Watford wing-back Anya and Wigan playmaker Maloney scored memorable goals as Scotland lifted themselves off the bottom of World Cup qualifying Group A, while Crystal Palace midfielder Bannan was composed in possession throughout his time on the pitch.
It had echoes of some of Strachan’s team selections at Celtic during one of his Champions League campaigns when he joked of needing to pick Snow White to lead out the seven dwarves in his line-up. But he was thrilled by the way they overcame any physical disadvantages to impose themselves on Macedonia with the quality of their work in possession.
“It was a little bit like that [seven dwarves] time,” smiled Strachan as he reflected on his second successive competitive away victory, following June’s 1-0 win over Croatia in Zagreb.
“You need to be braver when you’re that size. The front four on Tuesday night – Bannan, Maloney, Naismith and Anya – were so brave.
“The easy thing to do is just flick at the ball and hope for the best, trying to make sure you don’t make a mistake. You can just pass a bad ball on to someone else. But those boys generally gave each team-mate a good ball.
“Look, you worry every time you pick a side because you ask yourself if there is someone sitting there on the sidelines who you should have picked instead. But Tuesday was a time when everyone involved, from the players to the coaching staff, must be pleased with the input they gave.”
Strachan’s faith in Naismith’s ability to carry out the central striking role was fully vindicated. Although Sunderland striker Steven Fletcher will be his first choice for the position when available, Strachan has found an ideal deputy in the 26-year-old former Rangers player.
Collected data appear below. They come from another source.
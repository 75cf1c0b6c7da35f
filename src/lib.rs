//! cardpay - Card-to-Card Transfer Service
//!
//! OTP-gated transfers between registered payment cards, served over a
//! JSON-RPC endpoint and backed by a PostgreSQL ledger.
//!
//! # Modules
//!
//! - [`card`] - Validated card identifiers, expiry rules, the card registry
//! - [`fx`] - Currency conversion against an external rate feed
//! - [`otp`] - One-time code issuance, sealing and delivery
//! - [`transfer`] - The transfer state machine, store and engine
//! - [`rpc`] - JSON-RPC transport (axum)
//! - [`report`] - Background ledger summary worker
//! - [`config`] - YAML configuration
//! - [`db`] - PostgreSQL pool and schema
//! - [`logging`] - tracing subscriber setup

pub mod card;
pub mod config;
pub mod db;
pub mod fx;
pub mod logging;
pub mod otp;
pub mod report;
pub mod rpc;
pub mod transfer;

// Convenient re-exports at crate root
pub use card::{Card, CardInfo, CardNumber, CardRegistry, CardStatus, ExpiryDate, Phone};
pub use transfer::{
    CreateTransfer, MAX_CONFIRM_ATTEMPTS, Transfer, TransferEngine, TransferError, TransferState,
    TransferStore, TransferSummary,
};
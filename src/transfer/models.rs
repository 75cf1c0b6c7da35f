//! Transfer record types

use chrono::{DateTime, Utc};
use rust_decimal::Decimal;

use super::state::TransferState;
use crate::card::mask_card_number;

/// One row of `transfers_tb`
#[derive(Debug, Clone)]
pub struct Transfer {
    pub id: i64,
    /// Caller-supplied idempotency key
    pub ext_id: String,
    pub sender_card_number: String,
    pub sender_card_expiry: String,
    pub sender_phone: String,
    pub receiver_card_number: String,
    pub receiver_phone: String,
    /// Source-currency amount the sender asked to move
    pub sending_amount: Decimal,
    /// Source currency code
    pub currency: String,
    /// Settlement-currency amount, frozen at create time
    pub receiving_amount: Decimal,
    pub state: TransferState,
    pub try_count: i32,
    /// Sealed OTP (argon2 PHC string); plaintext is never stored
    pub otp_hash: String,
    pub created_at: DateTime<Utc>,
    pub confirmed_at: Option<DateTime<Utc>>,
    pub cancelled_at: Option<DateTime<Utc>>,
    pub updated_at: DateTime<Utc>,
}

impl Transfer {
    pub fn masked_sender(&self) -> String {
        mask_card_number(&self.sender_card_number)
    }

    pub fn masked_receiver(&self) -> String {
        mask_card_number(&self.receiver_card_number)
    }
}

/// Validated create request handed to the engine
#[derive(Debug, Clone)]
pub struct CreateTransfer {
    pub ext_id: String,
    pub sender_card_number: String,
    pub sender_card_expiry: String,
    pub sender_phone: String,
    pub receiver_card_number: String,
    pub receiver_phone: String,
    pub sending_amount: Decimal,
    pub currency: String,
}

/// Insert payload produced by the engine after validation and conversion
#[derive(Debug, Clone)]
pub struct NewTransfer {
    pub ext_id: String,
    pub sender_card_number: String,
    pub sender_card_expiry: String,
    pub sender_phone: String,
    pub receiver_card_number: String,
    pub receiver_phone: String,
    pub sending_amount: Decimal,
    pub currency: String,
    pub receiving_amount: Decimal,
    pub otp_hash: String,
}

/// One `transfer_filter` result row. The receiver number is raw here; the
/// transport layer masks it before anything leaves the service.
#[derive(Debug, Clone)]
pub struct TransferSummary {
    pub ext_id: String,
    pub amount: Decimal,
    pub currency: String,
    pub receiver_card_number: String,
    pub state: TransferState,
    pub created_at: DateTime<Utc>,
}

#[cfg(test)]
mod tests {
    use super::*;

    #[test]
    fn masked_accessors_hide_card_digits() {
        let t = Transfer {
            id: 1,
            ext_id: "T1".to_string(),
            sender_card_number: "8600123456789012".to_string(),
            sender_card_expiry: "11/30".to_string(),
            sender_phone: "+998901234567".to_string(),
            receiver_card_number: "8600999988887777".to_string(),
            receiver_phone: "+998907654321".to_string(),
            sending_amount: Decimal::new(10000, 2),
            currency: "860".to_string(),
            receiving_amount: Decimal::new(10000, 2),
            state: TransferState::Created,
            try_count: 0,
            otp_hash: "$argon2id$...".to_string(),
            created_at: Utc::now(),
            confirmed_at: None,
            cancelled_at: None,
            updated_at: Utc::now(),
        };
        assert_eq!(t.masked_sender(), "8600****9012");
        assert_eq!(t.masked_receiver(), "8600****7777");
    }
}
//! Code delivery sink
//!
//! The engine only needs "deliver this text somewhere out of band". The
//! production sink is a Telegram-bot endpoint; tests plug in recorders.

use anyhow::Context;
use async_trait::async_trait;
use serde::Serialize;
use std::time::Duration;
use thiserror::Error;

use crate::config::NotifyConfig;

/// The upstream endpoint rejects longer texts; refuse locally instead of
/// burning a request.
const MAX_MESSAGE_LEN: usize = 1200;

#[derive(Debug, Error)]
pub enum DeliveryError {
    #[error("message of {0} chars exceeds the {limit}-char limit", limit = MAX_MESSAGE_LEN)]
    MessageTooLong(usize),

    #[error("delivery request failed: {0}")]
    Http(String),

    #[error("delivery endpoint returned status {0}")]
    Status(u16),
}

#[async_trait]
pub trait CodeDelivery: Send + Sync {
    async fn deliver(&self, text: &str) -> Result<(), DeliveryError>;
}

#[derive(Serialize)]
struct SendMessageBody<'a> {
    chat_id: &'a str,
    text: &'a str,
}

/// Telegram-bot sendMessage sink. The destination chat comes from
/// configuration at construction time.
pub struct TelegramDelivery {
    client: reqwest::Client,
    url: String,
    chat_id: String,
}

impl TelegramDelivery {
    pub fn new(config: &NotifyConfig) -> anyhow::Result<Self> {
        let client = reqwest::Client::builder()
            .timeout(Duration::from_secs(10))
            .build()
            .context("failed to create delivery HTTP client")?;

        Ok(Self {
            client,
            url: format!(
                "{}/bot{}/sendMessage",
                config.api_url.trim_end_matches('/'),
                config.bot_token
            ),
            chat_id: config.chat_id.clone(),
        })
    }
}

#[async_trait]
impl CodeDelivery for TelegramDelivery {
    async fn deliver(&self, text: &str) -> Result<(), DeliveryError> {
        let len = text.chars().count();
        if len > MAX_MESSAGE_LEN {
            return Err(DeliveryError::MessageTooLong(len));
        }

        let resp = self
            .client
            .post(&self.url)
            .json(&SendMessageBody {
                chat_id: &self.chat_id,
                text,
            })
            .send()
            .await
            .map_err(|e| DeliveryError::Http(e.to_string()))?;

        if !resp.status().is_success() {
            return Err(DeliveryError::Status(resp.status().as_u16()));
        }
        Ok(())
    }
}
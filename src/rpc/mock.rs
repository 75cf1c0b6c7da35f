//! Mock card seeding route
//!
//! [SECURITY] Compiled only with the `mock-api` feature; production builds
//! use `--no-default-features`. Lets local and CI environments register
//! card rows without a real issuing pipeline.

use axum::{Json, extract::State, http::StatusCode};
use rust_decimal::Decimal;
use serde::Deserialize;
use std::sync::Arc;

use crate::card::{Card, CardInfo, CardNumber, CardStatus, ExpiryDate};

use super::envelope::{RpcError, amount_from_number_or_string};
use super::state::AppState;

#[derive(Debug, Deserialize)]
pub struct MockCardRequest {
    pub card_number: String,
    pub expire: String,
    #[serde(default)]
    pub phone: Option<String>,
    #[serde(default = "default_status")]
    pub status: String,
    #[serde(deserialize_with = "amount_from_number_or_string")]
    pub balance: Decimal,
}

fn default_status() -> String {
    "active".to_string()
}

/// POST /internal/mock/card
///
/// Upserts a card row and returns its masked view.
pub async fn mock_upsert_card(
    State(state): State<Arc<AppState>>,
    Json(req): Json<MockCardRequest>,
) -> Result<Json<CardInfo>, (StatusCode, Json<RpcError>)> {
    let number = CardNumber::new(&req.card_number).map_err(bad_request)?;
    let expiry = ExpiryDate::parse(&req.expire).map_err(bad_request)?;
    let status = CardStatus::parse(&req.status).ok_or_else(|| {
        bad_request(format!(
            "invalid status '{}', expected active|inactive|expired",
            req.status
        ))
    })?;
    if req.balance < Decimal::ZERO {
        return Err(bad_request("balance must not be negative"));
    }

    let card = Card {
        card_number: number.as_str().to_string(),
        expire: expiry.to_string(),
        phone: req.phone,
        status,
        balance: req.balance,
        version: 0,
    };

    state.registry.upsert(&card).await.map_err(|e| {
        (
            StatusCode::INTERNAL_SERVER_ERROR,
            Json(RpcError {
                code: 500,
                message: e.public_message(),
            }),
        )
    })?;

    tracing::info!(card = %card.masked_number(), "Mock card upserted");
    Ok(Json(card.info()))
}

fn bad_request(message: impl ToString) -> (StatusCode, Json<RpcError>) {
    (
        StatusCode::BAD_REQUEST,
        Json(RpcError {
            code: 400,
            message: message.to_string(),
        }),
    )
}
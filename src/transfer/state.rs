//! Transfer State Definitions
//!
//! States are stored as text in `transfers_tb.state`.

use std::fmt;

/// Transfer lifecycle states
///
/// `Confirmed` and `Cancelled` are terminal: no transition leaves them.
/// Cancellation is modelled as `confirmed -> cancelled` with compensating
/// balance movement; a transfer still in `created` has moved no funds and
/// cannot be cancelled.
#[derive(Debug, Clone, Copy, PartialEq, Eq, Hash)]
pub enum TransferState {
    /// Pending OTP confirmation; no funds moved yet
    Created,

    /// Terminal: funds debited/credited
    Confirmed,

    /// Terminal: a confirmed transfer reversed
    Cancelled,
}

impl TransferState {
    /// Check if this is a terminal state (no more transitions possible)
    #[inline]
    pub fn is_terminal(&self) -> bool {
        matches!(self, TransferState::Confirmed | TransferState::Cancelled)
    }

    /// Storage representation
    pub fn as_str(&self) -> &'static str {
        match self {
            TransferState::Created => "created",
            TransferState::Confirmed => "confirmed",
            TransferState::Cancelled => "cancelled",
        }
    }

    /// Parse the storage representation
    pub fn parse(s: &str) -> Option<Self> {
        match s {
            "created" => Some(TransferState::Created),
            "confirmed" => Some(TransferState::Confirmed),
            "cancelled" => Some(TransferState::Cancelled),
            _ => None,
        }
    }

    /// Whether a transition from `self` to `to` is defined
    pub fn can_transition_to(&self, to: TransferState) -> bool {
        matches!(
            (self, to),
            (TransferState::Created, TransferState::Confirmed)
                | (TransferState::Confirmed, TransferState::Cancelled)
        )
    }
}

impl fmt::Display for TransferState {
    fn fmt(&self, f: &mut fmt::Formatter<'_>) -> fmt::Result {
        write!(f, "{}", self.as_str())
    }
}

#[cfg(test)]
mod tests {
    use super::*;

    #[test]
    fn test_terminal_states() {
        assert!(TransferState::Confirmed.is_terminal());
        assert!(TransferState::Cancelled.is_terminal());
        assert!(!TransferState::Created.is_terminal());
    }

    #[test]
    fn test_roundtrip() {
        for s in [
            TransferState::Created,
            TransferState::Confirmed,
            TransferState::Cancelled,
        ] {
            assert_eq!(TransferState::parse(s.as_str()), Some(s));
        }
        assert_eq!(TransferState::parse("CONFIRMED"), None);
        assert_eq!(TransferState::parse(""), None);
    }

    #[test]
    fn test_defined_transitions() {
        use TransferState::*;
        assert!(Created.can_transition_to(Confirmed));
        assert!(Confirmed.can_transition_to(Cancelled));

        assert!(!Created.can_transition_to(Cancelled));
        assert!(!Confirmed.can_transition_to(Created));
        assert!(!Cancelled.can_transition_to(Created));
        assert!(!Cancelled.can_transition_to(Confirmed));

        // No self-loops: a second confirm or cancel must not re-fire.
        assert!(!Created.can_transition_to(Created));
        assert!(!Confirmed.can_transition_to(Confirmed));
        assert!(!Cancelled.can_transition_to(Cancelled));
    }

    #[test]
    fn test_display() {
        assert_eq!(TransferState::Created.to_string(), "created");
        assert_eq!(TransferState::Confirmed.to_string(), "confirmed");
        assert_eq!(TransferState::Cancelled.to_string(), "cancelled");
    }
}
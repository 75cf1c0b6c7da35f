//! Card domain
//!
//! Registered payment instruments: validated identifiers, the MM/YY expiry
//! rule, and the registry that owns every balance mutation. Nothing outside
//! this module writes to `cards_tb`.

pub mod expiry;
pub mod models;
pub mod registry;
pub mod validate;

pub use expiry::ExpiryDate;
pub use models::{Card, CardInfo, CardStatus, mask_card_number};
pub use registry::CardRegistry;
pub use validate::{CardNumber, Phone, ValidationError};
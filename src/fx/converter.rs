//! Settlement-currency conversion

use rust_decimal::{Decimal, RoundingStrategy};
use std::sync::Arc;

use super::feed::RateFeed;
use crate::config::RatesConfig;
use crate::transfer::error::TransferError;

/// Result of one conversion, frozen into the transfer record at create time
#[derive(Debug, Clone, PartialEq)]
pub struct Conversion {
    /// Amount in the settlement currency, two decimal places
    pub amount: Decimal,
    pub rate: Decimal,
    /// Display label of the source currency ("UZS", "USD", ...)
    pub currency: String,
}

pub struct CurrencyConverter {
    feed: Arc<dyn RateFeed>,
    settlement_code: String,
    settlement_label: String,
}

impl CurrencyConverter {
    pub fn new(feed: Arc<dyn RateFeed>, config: &RatesConfig) -> Self {
        Self {
            feed,
            settlement_code: config.settlement_code.clone(),
            settlement_label: config.settlement_label.clone(),
        }
    }

    /// Convert `amount` of `source_currency` into the settlement currency.
    ///
    /// Settlement-to-settlement passes through unchanged with rate 1.
    /// Division results round to two decimal places, half to even.
    pub async fn convert(
        &self,
        amount: Decimal,
        source_currency: &str,
    ) -> Result<Conversion, TransferError> {
        if source_currency == self.settlement_code {
            return Ok(Conversion {
                amount,
                rate: Decimal::ONE,
                currency: self.settlement_label.clone(),
            });
        }

        let quote = self
            .feed
            .rate_for(source_currency)
            .await?
            .ok_or_else(|| TransferError::RateUnavailable(source_currency.to_string()))?;

        // A zero or negative published rate is as unusable as a missing one
        if quote.rate <= Decimal::ZERO {
            return Err(TransferError::RateUnavailable(source_currency.to_string()));
        }

        let converted = (amount / quote.rate)
            .round_dp_with_strategy(2, RoundingStrategy::MidpointNearestEven);

        Ok(Conversion {
            amount: converted,
            rate: quote.rate,
            currency: quote.ccy,
        })
    }
}

#[cfg(test)]
mod tests {
    use super::*;
    use crate::fx::feed::StaticRateFeed;

    fn converter(feed: StaticRateFeed) -> CurrencyConverter {
        CurrencyConverter::new(Arc::new(feed), &RatesConfig::default())
    }

    fn dec(s: &str) -> Decimal {
        s.parse().unwrap()
    }

    #[tokio::test]
    async fn settlement_currency_passes_through() {
        let c = converter(StaticRateFeed::new());
        let conv = c.convert(dec("100"), "860").await.unwrap();
        assert_eq!(conv.amount, dec("100"));
        assert_eq!(conv.rate, Decimal::ONE);
        assert_eq!(conv.currency, "UZS");
    }

    #[tokio::test]
    async fn unknown_currency_is_rate_unavailable() {
        let c = converter(StaticRateFeed::new());
        let err = c.convert(dec("100"), "999").await.unwrap_err();
        assert_eq!(err, TransferError::RateUnavailable("999".to_string()));
    }

    #[tokio::test]
    async fn divides_by_the_published_rate() {
        let feed = StaticRateFeed::new().with_rate("840", "USD", dec("12500"));
        let conv = converter(feed).convert(dec("1250000"), "840").await.unwrap();
        assert_eq!(conv.amount, dec("100.00"));
        assert_eq!(conv.rate, dec("12500"));
        assert_eq!(conv.currency, "USD");
    }

    #[tokio::test]
    async fn rounds_half_to_even() {
        let feed = StaticRateFeed::new()
            .with_rate("111", "AAA", dec("2"))
            .with_rate("222", "BBB", dec("2"));

        // 100.05 / 2 = 50.025 -> 50.02 (2 is even)
        let conv = converter(feed).convert(dec("100.05"), "111").await.unwrap();
        assert_eq!(conv.amount, dec("50.02"));
    }

    #[tokio::test]
    async fn rounds_half_up_to_even_neighbour() {
        let feed = StaticRateFeed::new().with_rate("111", "AAA", dec("2"));

        // 100.15 / 2 = 50.075 -> 50.08 (8 is even)
        let conv = converter(feed).convert(dec("100.15"), "111").await.unwrap();
        assert_eq!(conv.amount, dec("50.08"));
    }

    #[tokio::test]
    async fn repeating_division_truncates_to_two_places() {
        let feed = StaticRateFeed::new().with_rate("111", "AAA", dec("3"));
        let conv = converter(feed).convert(dec("100"), "111").await.unwrap();
        assert_eq!(conv.amount, dec("33.33"));
    }

    #[tokio::test]
    async fn zero_rate_is_unusable() {
        let feed = StaticRateFeed::new().with_rate("111", "AAA", dec("0"));
        let err = converter(feed).convert(dec("100"), "111").await.unwrap_err();
        assert_eq!(err, TransferError::RateUnavailable("111".to_string()));
    }
}
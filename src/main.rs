//! cardpay service binary
//!
//! ```text
//! ┌────────┐   ┌──────────┐   ┌────────────────┐   ┌───────────┐
//! │ config │──▶│ Postgres │──▶│ TransferEngine │──▶│ POST /rpc │
//! │ (YAML) │   │ (ledger) │   │ create/confirm │   │  (axum)   │
//! └────────┘   └──────────┘   │     /cancel    │   └───────────┘
//!                             └────────────────┘
//! ```
//!
//! Usage: cardpay [--env <name>] [--port <port>]

use std::sync::Arc;

use anyhow::Context;

use cardpay::card::CardRegistry;
use cardpay::config::AppConfig;
use cardpay::db::Database;
use cardpay::fx::{CurrencyConverter, HttpRateFeed};
use cardpay::otp::{CodeDelivery, OtpIssuer, TelegramDelivery};
use cardpay::report::ReportWorker;
use cardpay::rpc;
use cardpay::rpc::state::AppState;
use cardpay::transfer::{TransferEngine, TransferStore};

/// Get environment name from command line arguments (--env or -e)
fn get_env() -> String {
    let args: Vec<String> = std::env::args().collect();
    for i in 0..args.len() {
        if (args[i] == "--env" || args[i] == "-e") && i + 1 < args.len() {
            return args[i + 1].clone();
        }
    }
    "dev".to_string()
}

/// Get port override from command line arguments (--port)
fn get_port_override() -> Option<u16> {
    let args: Vec<String> = std::env::args().collect();
    for i in 0..args.len() {
        if args[i] == "--port" && i + 1 < args.len() {
            return args[i + 1].parse().ok();
        }
    }
    None
}

#[tokio::main]
async fn main() -> anyhow::Result<()> {
    let env = get_env();
    let app_config = AppConfig::load(&env).context("failed to load configuration")?;
    let _log_guard = cardpay::logging::init_logging(&app_config);

    tracing::info!("Starting cardpay (env: {})", env);

    let db = Database::connect(&app_config.postgres_url)
        .await
        .context("failed to connect to PostgreSQL")?;
    db.ensure_schema()
        .await
        .context("failed to ensure ledger schema")?;
    let db = Arc::new(db);
    println!("✅ PostgreSQL connected, ledger schema ensured");

    // External collaborators: code delivery and the rate feed
    let delivery: Arc<dyn CodeDelivery> =
        Arc::new(TelegramDelivery::new(&app_config.notify).context("notify config invalid")?);
    let feed = Arc::new(HttpRateFeed::new(&app_config.rates).context("rates config invalid")?);

    let registry = Arc::new(CardRegistry::new(db.pool().clone()));
    let engine = Arc::new(TransferEngine::new(
        TransferStore::new(db.pool().clone()),
        registry.clone(),
        CurrencyConverter::new(feed, &app_config.rates),
        OtpIssuer::new(delivery.clone()),
    ));

    if app_config.report.enabled {
        let worker = ReportWorker::new(engine.clone(), delivery.clone(), &app_config.report);
        tokio::spawn(async move { worker.run().await });
        println!(
            "📊 Report worker started (every {}s)",
            app_config.report.interval_secs
        );
    }

    let mut gateway_config = app_config.gateway.clone();
    if let Some(port) = get_port_override() {
        println!("📌 Port override: {}", port);
        gateway_config.port = port;
    }

    let state = Arc::new(AppState::new(engine, registry, db));
    rpc::run_server(&gateway_config, state).await;

    Ok(())
}
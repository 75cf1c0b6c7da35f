//! Exchange-rate feed
//!
//! Central-bank style endpoint publishing a JSON list of currency entries,
//! looked up by numeric currency code.

use anyhow::Context;
use async_trait::async_trait;
use rust_decimal::Decimal;
use serde::Deserialize;
use std::collections::HashMap;
use std::time::Duration;

use crate::config::RatesConfig;
use crate::transfer::error::TransferError;

/// One published entry. Rates arrive as strings and are parsed exactly.
#[derive(Debug, Clone, Deserialize)]
pub struct RateEntry {
    #[serde(rename = "Ccy")]
    pub ccy: String,
    #[serde(rename = "Code")]
    pub code: String,
    #[serde(rename = "Rate")]
    pub rate: String,
}

/// A resolved rate for one currency code
#[derive(Debug, Clone, PartialEq)]
pub struct RateQuote {
    /// Display label ("USD", "EUR", ...)
    pub ccy: String,
    /// Units of the settlement currency per one unit of this currency
    pub rate: Decimal,
}

/// Rate lookup seam
#[async_trait]
pub trait RateFeed: Send + Sync {
    /// Quote for a numeric currency code; None when the feed has no match
    async fn rate_for(&self, code: &str) -> Result<Option<RateQuote>, TransferError>;
}

/// Production feed over HTTP
pub struct HttpRateFeed {
    client: reqwest::Client,
    url: String,
}

impl HttpRateFeed {
    pub fn new(config: &RatesConfig) -> anyhow::Result<Self> {
        let client = reqwest::Client::builder()
            .timeout(Duration::from_secs(config.timeout_secs))
            .build()
            .context("failed to create rate feed HTTP client")?;

        Ok(Self {
            client,
            url: config.url.clone(),
        })
    }
}

#[async_trait]
impl RateFeed for HttpRateFeed {
    async fn rate_for(&self, code: &str) -> Result<Option<RateQuote>, TransferError> {
        // Feed outage is an internal failure, not a rate miss
        let entries: Vec<RateEntry> = self
            .client
            .get(&self.url)
            .send()
            .await
            .map_err(|e| TransferError::Internal(format!("rate feed request failed: {}", e)))?
            .json()
            .await
            .map_err(|e| TransferError::Internal(format!("rate feed returned bad JSON: {}", e)))?;

        for entry in entries {
            if entry.code == code {
                let rate = entry.rate.trim().parse::<Decimal>().map_err(|_| {
                    TransferError::Internal(format!(
                        "rate feed published unparseable rate for code {}",
                        code
                    ))
                })?;
                return Ok(Some(RateQuote {
                    ccy: entry.ccy,
                    rate,
                }));
            }
        }

        Ok(None)
    }
}

/// Fixed in-memory rates for tests and offline runs
#[derive(Default)]
pub struct StaticRateFeed {
    rates: HashMap<String, RateQuote>,
}

impl StaticRateFeed {
    pub fn new() -> Self {
        Self::default()
    }

    pub fn with_rate(mut self, code: &str, ccy: &str, rate: Decimal) -> Self {
        self.rates.insert(
            code.to_string(),
            RateQuote {
                ccy: ccy.to_string(),
                rate,
            },
        );
        self
    }
}

#[async_trait]
impl RateFeed for StaticRateFeed {
    async fn rate_for(&self, code: &str) -> Result<Option<RateQuote>, TransferError> {
        Ok(self.rates.get(code).cloned())
    }
}

#[cfg(test)]
mod tests {
    use super::*;

    #[test]
    fn feed_entries_deserialize_from_published_shape() {
        let json = r#"[
            {"id": 69, "Code": "840", "Ccy": "USD", "Rate": "12104.25", "Date": "25.08.2026"},
            {"id": 70, "Code": "978", "Ccy": "EUR", "Rate": "13210.50", "Date": "25.08.2026"}
        ]"#;
        let entries: Vec<RateEntry> = serde_json::from_str(json).unwrap();
        assert_eq!(entries.len(), 2);
        assert_eq!(entries[0].code, "840");
        assert_eq!(entries[0].ccy, "USD");
        assert_eq!(entries[0].rate, "12104.25");
    }

    #[tokio::test]
    async fn static_feed_returns_configured_quotes() {
        let feed = StaticRateFeed::new().with_rate("840", "USD", Decimal::new(1210425, 2));
        let quote = feed.rate_for("840").await.unwrap().unwrap();
        assert_eq!(quote.ccy, "USD");
        assert_eq!(quote.rate, Decimal::new(1210425, 2));
        assert!(feed.rate_for("978").await.unwrap().is_none());
    }
}
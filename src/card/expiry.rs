//! MM/YY card expiry
//!
//! A card is valid through the last instant of its expiry month: `11/25`
//! works on 2025-11-30 and is refused from 2025-12-01.

use std::fmt;

use chrono::{DateTime, Datelike, Utc};

use super::validate::ValidationError;

/// Parsed `MM/YY` expiry. Two-digit years map into 20xx.
#[derive(Debug, Clone, Copy, PartialEq, Eq)]
pub struct ExpiryDate {
    month: u32,
    year: i32,
}

impl ExpiryDate {
    /// Parse `MM/YY` with a zero-padded month in 01..=12.
    pub fn parse(raw: &str) -> Result<Self, ValidationError> {
        let raw = raw.trim();
        let invalid = || ValidationError::InvalidFormat {
            field: "expiry",
            value: raw.to_string(),
            expected: "MM/YY",
        };

        let (mm, yy) = raw.split_once('/').ok_or_else(invalid)?;
        if mm.len() != 2 || yy.len() != 2 {
            return Err(invalid());
        }
        let month: u32 = mm.parse().map_err(|_| invalid())?;
        let year: i32 = yy.parse().map_err(|_| invalid())?;
        if !(1..=12).contains(&month) {
            return Err(invalid());
        }

        Ok(Self {
            month,
            year: year + 2000,
        })
    }

    /// Expired means `now` has entered the month after the expiry month.
    /// Comparing (year, month) pairs gives end-of-month validity without
    /// constructing any calendar boundary.
    pub fn is_expired_at(&self, now: DateTime<Utc>) -> bool {
        (now.year(), now.month()) > (self.year, self.month)
    }

    pub fn month(&self) -> u32 {
        self.month
    }

    pub fn year(&self) -> i32 {
        self.year
    }
}

impl fmt::Display for ExpiryDate {
    /// Canonical `MM/YY` form
    fn fmt(&self, f: &mut fmt::Formatter<'_>) -> fmt::Result {
        write!(f, "{:02}/{:02}", self.month, self.year % 100)
    }
}

#[cfg(test)]
mod tests {
    use super::*;
    use chrono::TimeZone;

    fn at(y: i32, m: u32, d: u32) -> DateTime<Utc> {
        Utc.with_ymd_and_hms(y, m, d, 12, 0, 0).unwrap()
    }

    #[test]
    fn parses_well_formed_values() {
        let e = ExpiryDate::parse("11/25").unwrap();
        assert_eq!(e.month(), 11);
        assert_eq!(e.year(), 2025);

        let e = ExpiryDate::parse("01/30").unwrap();
        assert_eq!(e.month(), 1);
        assert_eq!(e.year(), 2030);
        assert_eq!(e.to_string(), "01/30");
    }

    #[test]
    fn rejects_malformed_values() {
        for bad in ["", "1125", "13/25", "00/25", "1/25", "11/2025", "aa/bb", "11-25"] {
            assert!(ExpiryDate::parse(bad).is_err(), "accepted {:?}", bad);
        }
    }

    #[test]
    fn valid_through_end_of_expiry_month() {
        let e = ExpiryDate::parse("11/25").unwrap();
        assert!(!e.is_expired_at(at(2025, 11, 30)));
        assert!(e.is_expired_at(at(2025, 12, 1)));
    }

    #[test]
    fn december_expiry_rolls_into_next_year() {
        let e = ExpiryDate::parse("12/25").unwrap();
        assert!(!e.is_expired_at(at(2025, 12, 31)));
        assert!(e.is_expired_at(at(2026, 1, 1)));
    }

    #[test]
    fn clearly_past_and_future_dates() {
        let e = ExpiryDate::parse("11/25").unwrap();
        assert!(!e.is_expired_at(at(2024, 6, 15)));
        assert!(e.is_expired_at(at(2026, 6, 15)));
    }
}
His only concern over Naismith remains the lack of first-team football he is currently experiencing at Everton where he has started just one game so far this season.
“I thought Naismith was terrific for us up front,” said Strachan. “He gave us a focal point, a landing area for the rest of the team. Every team needs that, all the good ones anyway. The midfield players appreciate that. It would be great if Steven could get more football now.”
There was particular satisfaction for Strachan in the brilliant 89th-minute winning goal in Skopje by Maloney. His technically perfect dead-ball execution was a tribute to his preparation levels, which Strachan believes are an example to every other player hoping to earn a place in the Scotland squad.
Maloney has played in all seven Scotland matches of Strachan’s tenure so far and the manager makes no secret of how highly he values the Wigan Athletic player, with whom he first worked during their time together at Celtic.
“I’ve known Shaun for eight years now and I know what he is capable of,” said Strachan.
“That’s why I’m so happy for him. He deserves any success which comes his way. I’ve seen other players he’s played alongside with who don’t work as hard as him, train as hard as him or commit themselves as much as him.
“Then they fall out of the game and say they were unlucky because the manager didn’t like them.
“No, that’s not the reason they fall out of the game. Listen, the manager loves any good player. It just so happens that Shaun works harder than anyone else, while also being a very good player.”
Strachan will now set his sights on trying to finish the 2014 World Cup campaign on a positive note when Scotland take on top seeds Croatia at Hampden in their final fixture on 15 October.
He believes the win in Macedonia has set the template for what he expects from his players, both on the pitch and in their willingness to be part of the Scotland set-up.
“Tuesday night was a marker for us, that’s for sure,” he added. “But it is also a marker to the other players who want to try to get into this Scotland team.
“It’s not going to be easy for them to do that after the way the lads performed out there against Macedonia.
“They are going to need to play like that and be brave like that on the ball. You also need to be committed to the group.”